The symptoms of a sinus infection are similar to those of a cold. How long those signs and symptoms last varies greatly between the two conditions. The average duration of sinusitis symptoms is 10 days. Symptoms of chronic sinusitis can last for up to a year.

Sinus infections are usually self-healing. A sinus infection caused by a virus or an airborne irritation, such as secondhand smoke, cannot be treated with antibiotics. Some things can be done, however, to hasten the healing process.

Ways to get rid of a sinus infection

Here are mentioned some ways to get rid of sinus infection:

1. Eat foods with antibacterial properties

Foods that are high in antibacterial properties include garlic, ginger, and onions. Ginger tea might also be an option. If you want to up the ante even further, try mixing in some raw honey.

In addition to being an excellent source of antioxidants, honey is also antibacterial and antifungal.

2. Drink plenty of water

Be sure to drink plenty of water to help your body rid itself of the virus. Every two hours, drink at least 8 ounces of water.

3. Add moisture

The pressure in your sinuses can be relieved by drinking plenty of water. A humidifier in your bedroom at night can help alleviate nighttime nasal congestion.

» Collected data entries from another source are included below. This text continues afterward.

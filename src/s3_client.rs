// src/s3_client.rs
//
// Copyright, 2025.  Signal65 / Futurum Group.
//
//! AWS SDK backed [`RemoteStore`] and the client factory it runs on.
//!

use std::fs;
use std::path::Path;

use async_trait::async_trait;
use aws_config::timeout::TimeoutConfig;
use aws_config::BehaviorVersion;
use aws_sdk_s3::config::http::HttpResponse;
use aws_sdk_s3::config::Region;
use aws_sdk_s3::error::{ProvideErrorMetadata, SdkError};
use aws_sdk_s3::primitives::ByteStream;
use aws_sdk_s3::types::{CompletedMultipartUpload, CompletedPart, ObjectCannedAcl};
use aws_sdk_s3::Client;
use aws_smithy_http_client::tls::rustls_provider::CryptoMode;
use aws_smithy_http_client::{tls, Builder as HttpClientBuilder};
use bytes::Bytes;
use futures::TryStreamExt;
use http_body::Frame;
use http_body_util::StreamBody;
use tracing::debug;

use crate::config::{Credentials, S3StorageConfig};
use crate::constants::STATIC_CREDENTIALS_PROVIDER;
use crate::error::{RemoteError, Result, StorageError};
use crate::multipart::Chunk;
use crate::remote::{ByteRange, ObjectBody, ObjectHead, RemoteStore};

// -----------------------------------------------------------------------------
// TLS helper, for CA bundle
// -----------------------------------------------------------------------------

/// Create a TLS context using a CA bundle file
fn tls_context_from_pem(filename: impl AsRef<Path>) -> Result<tls::TlsContext> {
    let filename = filename.as_ref();
    let pem_contents = fs::read(filename).map_err(|e| {
        StorageError::InvalidConfiguration(format!(
            "failed to read CA bundle file {}: {e}",
            filename.display()
        ))
    })?;

    let trust_store = tls::TrustStore::empty().with_pem_certificate(pem_contents.as_slice());

    tls::TlsContext::builder()
        .with_trust_store(trust_store)
        .build()
        .map_err(|e| {
            StorageError::InvalidConfiguration(format!(
                "failed to build TLS context from PEM {}: {e}",
                filename.display()
            ))
        })
}

// -----------------------------------------------------------------------------
// Client factory
// -----------------------------------------------------------------------------

/// Build an SDK client for `config`.
///
/// Only the connect timeout is configured on the client; operation timeouts are
/// passed per call. A custom endpoint switches to path-style addressing, which is
/// what S3-compatible services (MinIO, Ceph, ...) expect.
pub async fn build_client(config: &S3StorageConfig) -> Result<Client> {
    let timeout_config = TimeoutConfig::builder()
        .connect_timeout(config.connect_timeout())
        .build();

    let mut loader = aws_config::defaults(BehaviorVersion::latest())
        .region(Region::new(config.region().to_owned()))
        .timeout_config(timeout_config);

    if let Credentials::Static {
        access_key_id,
        secret_access_key,
        session_token,
    } = config.credentials()
    {
        loader = loader.credentials_provider(aws_sdk_s3::config::Credentials::new(
            access_key_id.clone(),
            secret_access_key.clone(),
            session_token.clone(),
            None,
            STATIC_CREDENTIALS_PROVIDER,
        ));
    }

    if let Some(endpoint) = config.endpoint() {
        loader = loader.endpoint_url(endpoint);
    }

    if let Some(ca_bundle_path) = config.ca_bundle() {
        debug!("Loading CA bundle from: {}", ca_bundle_path.display());
        let tls_context = tls_context_from_pem(ca_bundle_path)?;
        loader = loader.http_client(
            HttpClientBuilder::new()
                .tls_provider(tls::Provider::Rustls(CryptoMode::AwsLc))
                .tls_context(tls_context)
                .build_https(),
        );
    }

    let sdk_config = loader.load().await;
    let s3_config = aws_sdk_s3::config::Builder::from(&sdk_config)
        .force_path_style(config.endpoint().is_some())
        .build();

    debug!(
        "S3 client ready: region={}, endpoint={:?}, bucket={}",
        config.region(),
        config.endpoint(),
        config.bucket()
    );
    Ok(Client::from_conf(s3_config))
}

// -----------------------------------------------------------------------------
// RemoteStore over the SDK
// -----------------------------------------------------------------------------

/// Issues every request against one bucket.
#[derive(Clone, Debug)]
pub struct AwsS3Client {
    client: Client,
    bucket: String,
    public_read: bool,
}

impl AwsS3Client {
    pub fn new(client: Client, config: &S3StorageConfig) -> Self {
        Self {
            client,
            bucket: config.bucket().to_string(),
            public_read: config.public_read(),
        }
    }

    fn acl(&self) -> Option<ObjectCannedAcl> {
        self.public_read.then_some(ObjectCannedAcl::PublicRead)
    }
}

fn sdk_error<E>(operation: &'static str, err: SdkError<E, HttpResponse>) -> RemoteError
where
    E: ProvideErrorMetadata + std::error::Error + Send + Sync + 'static,
{
    match err.raw_response().map(|r| r.status().as_u16()) {
        Some(status) => {
            RemoteError::new(operation, Some(status), err.code(), err.message()).with_source(err)
        }
        None => RemoteError::transport(operation, err),
    }
}

/// Request body with an exact `Content-Length`; streams are forwarded without buffering.
fn byte_stream(body: ObjectBody) -> (ByteStream, i64) {
    match body {
        ObjectBody::Bytes(bytes) => {
            let len = bytes.len() as i64;
            (ByteStream::from(bytes), len)
        }
        ObjectBody::Stream { chunks, size } => {
            let frames = StreamBody::new(chunks.map_ok(Frame::data));
            (ByteStream::from_body_1_x(frames), size as i64)
        }
    }
}

/// `CopySource` value: `bucket/key`, URL-encoded except for the path separators.
fn copy_source(bucket: &str, key: &str) -> String {
    let key = urlencoding::encode(key).replace("%2F", "/");
    format!("{bucket}/{key}")
}

#[async_trait]
impl RemoteStore for AwsS3Client {
    async fn put_object(
        &self,
        key: &str,
        body: ObjectBody,
        checksum_crc32: Option<&str>,
    ) -> Result<(), RemoteError> {
        let (body, len) = byte_stream(body);
        self.client
            .put_object()
            .bucket(&self.bucket)
            .key(key)
            .body(body)
            .content_length(len)
            .set_acl(self.acl())
            .set_checksum_crc32(checksum_crc32.map(str::to_owned))
            .send()
            .await
            .map_err(|e| sdk_error("PutObject", e))?;
        Ok(())
    }

    async fn get_object(&self, key: &str, range: Option<ByteRange>) -> Result<Bytes, RemoteError> {
        let resp = self
            .client
            .get_object()
            .bucket(&self.bucket)
            .key(key)
            .set_range(range.map(|r| r.to_header()))
            .send()
            .await
            .map_err(|e| sdk_error("GetObject", e))?;

        let data = resp
            .body
            .collect()
            .await
            .map_err(|e| RemoteError::transport("GetObject", e))?;
        Ok(data.into_bytes())
    }

    async fn head_object(&self, key: &str) -> Result<ObjectHead, RemoteError> {
        let resp = self
            .client
            .head_object()
            .bucket(&self.bucket)
            .key(key)
            .send()
            .await
            .map_err(|e| sdk_error("HeadObject", e))?;

        Ok(ObjectHead {
            content_length: resp.content_length().unwrap_or_default().max(0) as u64,
            e_tag: resp.e_tag().map(str::to_owned),
        })
    }

    async fn list_objects(&self, prefix: Option<&str>) -> Result<Vec<String>, RemoteError> {
        let mut keys = Vec::new();
        let mut cont: Option<String> = None;
        loop {
            let resp = self
                .client
                .list_objects_v2()
                .bucket(&self.bucket)
                .set_prefix(prefix.map(str::to_owned))
                .set_continuation_token(cont.take())
                .send()
                .await
                .map_err(|e| sdk_error("ListObjectsV2", e))?;

            keys.extend(
                resp.contents()
                    .iter()
                    .filter_map(|obj| obj.key())
                    .map(str::to_owned),
            );

            match resp.next_continuation_token() {
                Some(token) if resp.is_truncated().unwrap_or(false) => {
                    cont = Some(token.to_owned())
                }
                _ => break,
            }
        }
        Ok(keys)
    }

    async fn copy_object(&self, source: &str, destination: &str) -> Result<(), RemoteError> {
        self.client
            .copy_object()
            .bucket(&self.bucket)
            .copy_source(copy_source(&self.bucket, source))
            .key(destination)
            .set_acl(self.acl())
            .send()
            .await
            .map_err(|e| sdk_error("CopyObject", e))?;
        Ok(())
    }

    async fn delete_object(&self, key: &str) -> Result<(), RemoteError> {
        self.client
            .delete_object()
            .bucket(&self.bucket)
            .key(key)
            .send()
            .await
            .map_err(|e| sdk_error("DeleteObject", e))?;
        Ok(())
    }

    async fn create_multipart_upload(&self, key: &str) -> Result<Option<String>, RemoteError> {
        let resp = self
            .client
            .create_multipart_upload()
            .bucket(&self.bucket)
            .key(key)
            .set_acl(self.acl())
            .send()
            .await
            .map_err(|e| sdk_error("CreateMultipartUpload", e))?;
        Ok(resp.upload_id().map(str::to_owned))
    }

    async fn upload_part(
        &self,
        key: &str,
        upload_id: &str,
        part_number: u32,
        body: ObjectBody,
    ) -> Result<Option<String>, RemoteError> {
        let (body, len) = byte_stream(body);
        let resp = self
            .client
            .upload_part()
            .bucket(&self.bucket)
            .key(key)
            .upload_id(upload_id)
            .part_number(part_number as i32)
            .body(body)
            .content_length(len)
            .send()
            .await
            .map_err(|e| sdk_error("UploadPart", e))?;
        Ok(resp.e_tag().map(str::to_owned))
    }

    async fn complete_multipart_upload(
        &self,
        key: &str,
        upload_id: &str,
        parts: &[Chunk],
        checksum_crc32: Option<&str>,
    ) -> Result<(), RemoteError> {
        let completed_parts: Vec<CompletedPart> = parts
            .iter()
            .map(|chunk| {
                CompletedPart::builder()
                    .e_tag(&chunk.tag)
                    .part_number(chunk.part_number as i32)
                    .build()
            })
            .collect();

        let cmu = CompletedMultipartUpload::builder()
            .set_parts(Some(completed_parts))
            .build();

        self.client
            .complete_multipart_upload()
            .bucket(&self.bucket)
            .key(key)
            .upload_id(upload_id)
            .multipart_upload(cmu)
            .set_checksum_crc32(checksum_crc32.map(str::to_owned))
            .send()
            .await
            .map_err(|e| sdk_error("CompleteMultipartUpload", e))?;
        Ok(())
    }

    async fn abort_multipart_upload(&self, key: &str, upload_id: &str) -> Result<(), RemoteError> {
        self.client
            .abort_multipart_upload()
            .bucket(&self.bucket)
            .key(key)
            .upload_id(upload_id)
            .send()
            .await
            .map_err(|e| sdk_error("AbortMultipartUpload", e))?;
        Ok(())
    }
}
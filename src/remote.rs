// src/remote.rs
//
// The remote object-store client as seen by the adapter.
//
// `S3ObjectStorage` only talks to a `RemoteStore`. The AWS SDK implementation lives
// in s3_client.rs, an in-process one in memory.rs. Responses keep the optional
// fields of the wire protocol (upload id, ETag) so the adapter decides what a
// missing field means.

use std::fmt;
use std::io;
use std::ops::RangeInclusive;
use std::pin::Pin;

use async_trait::async_trait;
use bytes::Bytes;
use futures::Stream;

use crate::error::{RemoteError, Result, StorageError};
use crate::multipart::Chunk;

/// Single-pass stream of payload chunks.
pub type ByteChunkStream = Pin<Box<dyn Stream<Item = io::Result<Bytes>> + Send + Sync + 'static>>;

/// Request payload: either in memory or a stream with a declared length.
pub enum ObjectBody {
    Bytes(Bytes),
    Stream { chunks: ByteChunkStream, size: u64 },
}

impl ObjectBody {
    pub fn empty() -> Self {
        ObjectBody::Bytes(Bytes::new())
    }

    pub fn stream<S>(chunks: S, size: u64) -> Self
    where
        S: Stream<Item = io::Result<Bytes>> + Send + Sync + 'static,
    {
        ObjectBody::Stream {
            chunks: Box::pin(chunks),
            size,
        }
    }

    /// Length announced to the store as `Content-Length`.
    pub fn content_length(&self) -> u64 {
        match self {
            ObjectBody::Bytes(bytes) => bytes.len() as u64,
            ObjectBody::Stream { size, .. } => *size,
        }
    }
}

impl fmt::Debug for ObjectBody {
    fn fmt(&self, f: &mut fmt::Formatter<'_>) -> fmt::Result {
        match self {
            ObjectBody::Bytes(bytes) => f.debug_tuple("Bytes").field(&bytes.len()).finish(),
            ObjectBody::Stream { size, .. } => f.debug_struct("Stream").field("size", size).finish(),
        }
    }
}

impl From<Bytes> for ObjectBody {
    fn from(bytes: Bytes) -> Self {
        ObjectBody::Bytes(bytes)
    }
}

impl From<Vec<u8>> for ObjectBody {
    fn from(bytes: Vec<u8>) -> Self {
        ObjectBody::Bytes(Bytes::from(bytes))
    }
}

/// Inclusive byte span `[start, end]` of an object.
#[derive(Clone, Copy, Debug, PartialEq, Eq)]
pub struct ByteRange {
    start: u64,
    end: u64,
}

impl ByteRange {
    pub fn new(start: u64, end: u64) -> Result<Self> {
        if start > end {
            return Err(StorageError::InvalidRange { start, end });
        }
        Ok(Self { start, end })
    }

    pub fn start(&self) -> u64 {
        self.start
    }

    pub fn end(&self) -> u64 {
        self.end
    }

    /// Number of bytes covered; never zero.
    #[allow(clippy::len_without_is_empty)]
    pub fn len(&self) -> u64 {
        self.end - self.start + 1
    }

    /// Value of the HTTP `Range` header.
    pub fn to_header(&self) -> String {
        format!("bytes={}-{}", self.start, self.end)
    }
}

impl TryFrom<RangeInclusive<u64>> for ByteRange {
    type Error = StorageError;

    fn try_from(range: RangeInclusive<u64>) -> Result<Self> {
        Self::new(*range.start(), *range.end())
    }
}

/// Metadata returned by a HEAD request.
#[derive(Clone, Debug, Default, PartialEq, Eq)]
pub struct ObjectHead {
    pub content_length: u64,
    pub e_tag: Option<String>,
}

/// Requests the adapter issues against the store, one method per wire operation.
#[async_trait]
pub trait RemoteStore: Send + Sync + fmt::Debug {
    async fn put_object(
        &self,
        key: &str,
        body: ObjectBody,
        checksum_crc32: Option<&str>,
    ) -> Result<(), RemoteError>;

    async fn get_object(&self, key: &str, range: Option<ByteRange>) -> Result<Bytes, RemoteError>;

    async fn head_object(&self, key: &str) -> Result<ObjectHead, RemoteError>;

    /// Every key starting with `prefix`, pagination already merged.
    async fn list_objects(&self, prefix: Option<&str>) -> Result<Vec<String>, RemoteError>;

    async fn copy_object(&self, source: &str, destination: &str) -> Result<(), RemoteError>;

    async fn delete_object(&self, key: &str) -> Result<(), RemoteError>;

    /// Returns the upload id, if the store sent one.
    async fn create_multipart_upload(&self, key: &str) -> Result<Option<String>, RemoteError>;

    /// Returns the part ETag, if the store sent one.
    async fn upload_part(
        &self,
        key: &str,
        upload_id: &str,
        part_number: u32,
        body: ObjectBody,
    ) -> Result<Option<String>, RemoteError>;

    /// `parts` arrive sorted by part number.
    async fn complete_multipart_upload(
        &self,
        key: &str,
        upload_id: &str,
        parts: &[Chunk],
        checksum_crc32: Option<&str>,
    ) -> Result<(), RemoteError>;

    async fn abort_multipart_upload(&self, key: &str, upload_id: &str) -> Result<(), RemoteError>;
}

Natural saline nasal sprays can be used both during the day and at night. To ease congestion, you can buy these at your local pharmacy and use them several times a day, as needed.

Avoid sprays containing oxymetazoline because you may become addicted to them. Steam up your sinuses. Inhale the moist air created by regular hot showers. If that doesn’t work, try standing for 10 minutes with your back to a pot of boiling water.

Thick towels are a must to protect your head and the toilet bowl. Maintain a 10-inch distance between your nose and the water’s surface.

4. Clear the sinuses with oils

You can use eucalyptus oil to open your sinuses and remove mucus. In a single study, it has been found that cineole, the main ingredient in eucalyptus oil, helps people with acute sinusitis recover quicker.

Eucalyptus oil can be applied to the temples or chest, or it can be inhaled through a diffuser filled with boiling water to treat sinus and upper respiratory infections like the cold or flu.

Use only food-grade essential oils when making this recipe. Drink a glass of water after rubbing a drop of each oil on your tongue and the roof of your mouth.

5. Use a neti pot

As a treatment for sinusitis, nasal irrigation is a common practice. When you use a neti pot with a saline solution, you can ease some of the symptoms of chronic sinusitis.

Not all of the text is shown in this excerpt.